Record extracts —
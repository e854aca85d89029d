//! The navigation bar: which links to show for a results page
//!
//! Resolution runs the whole pipeline once per page: match the page to an engine,
//! extract the query, and format a link for every other enabled engine. The
//! submodules hold the state machines behind the bar's event handlers.

mod keyboard;
mod scroll;

pub use keyboard::{Key, KeyEvent, NavAction, Navigator};
pub use scroll::{ScrollState, Visibility, WheelScroller};

use crate::config::UiSettings;
use crate::engines::{encode_query, extract, format_link, match_engine, EngineDescriptor, EngineRegistry, QueryParams};
use serde::Serialize;
use tracing::debug;
use url::Url;

/// What the bar needs to know about the client
#[derive(Debug, Clone, Copy, Default, PartialEq, Eq, Serialize)]
pub struct Device {
    /// Coarse pointer; mobile overrides apply and keyboard handlers are skipped
    pub touch: bool,
    /// Prefers a dark color scheme
    pub dark_mode: bool,
}

impl Device {
    /// Best guess from a User-Agent header
    pub fn from_user_agent(user_agent: &str) -> Self {
        let touch = ["Mobi", "Android", "iPhone", "iPad"]
            .iter()
            .any(|marker| user_agent.contains(marker));
        Self {
            touch,
            dark_mode: false,
        }
    }
}

/// One rendered engine link
#[derive(Debug, Clone, PartialEq, Serialize)]
pub struct BarLink {
    /// Position in the bar, used for keyboard navigation
    pub index: usize,
    /// Position of the engine in the registry
    pub engine: usize,
    pub title: String,
    pub href: String,
    /// Accessible label
    pub label: String,
    pub shortcut: Option<char>,
    /// Icon color after dark-mode adjustment
    pub color: String,
    pub svg: Option<String>,
}

/// The bar for one page
#[derive(Debug, Clone, PartialEq, Serialize)]
pub struct Resolution {
    /// Registry index of the engine that produced the page
    pub active: usize,
    /// Title of that engine
    pub engine: String,
    /// The query as the user typed it
    pub query: String,
    pub links: Vec<BarLink>,
}

impl Resolution {
    /// Keyboard navigator over this bar's links
    pub fn navigator(&self) -> Navigator {
        Navigator::new(self.links.iter().map(|link| link.shortcut).collect())
    }
}

/// Build the bar for `url`, or `None` when no engine claims the page or the query is blank
pub fn resolve(
    engines: &[EngineDescriptor],
    url: &Url,
    device: Device,
    ui: &UiSettings,
) -> Option<Resolution> {
    let registry = EngineRegistry::from_engines(engines, device.touch);
    let params = QueryParams::from_url(url);

    let active = match_engine(url, &params, registry.engines())?;
    let engine = registry.get(active)?;
    let Some(query) = extract(engine, url, &params) else {
        debug!("Engine {} matched but no query was found", engine.title);
        return None;
    };

    let encoded = encode_query(&query);
    let links = registry
        .display_order(Some(active))
        .into_iter()
        .enumerate()
        .filter_map(|(index, engine_index)| {
            let target = registry.get(engine_index)?;
            Some(BarLink {
                index,
                engine: engine_index,
                title: target.title.clone(),
                href: format_link(target, &encoded),
                label: format!("Search {} for {}", target.title, query),
                shortcut: target.shortcut(),
                color: target.color.icon_color(device.dark_mode, ui.dark_icon_threshold),
                svg: target.svg.clone(),
            })
        })
        .collect();

    Some(Resolution {
        active,
        engine: engine.title.clone(),
        query,
        links,
    })
}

Task statement — Copy every line from the material in which the word "handlers" can be found.

Answer section —
//! submodules hold the state machines behind the bar's event handlers.
    /// Coarse pointer; mobile overrides apply and keyboard handlers are skipped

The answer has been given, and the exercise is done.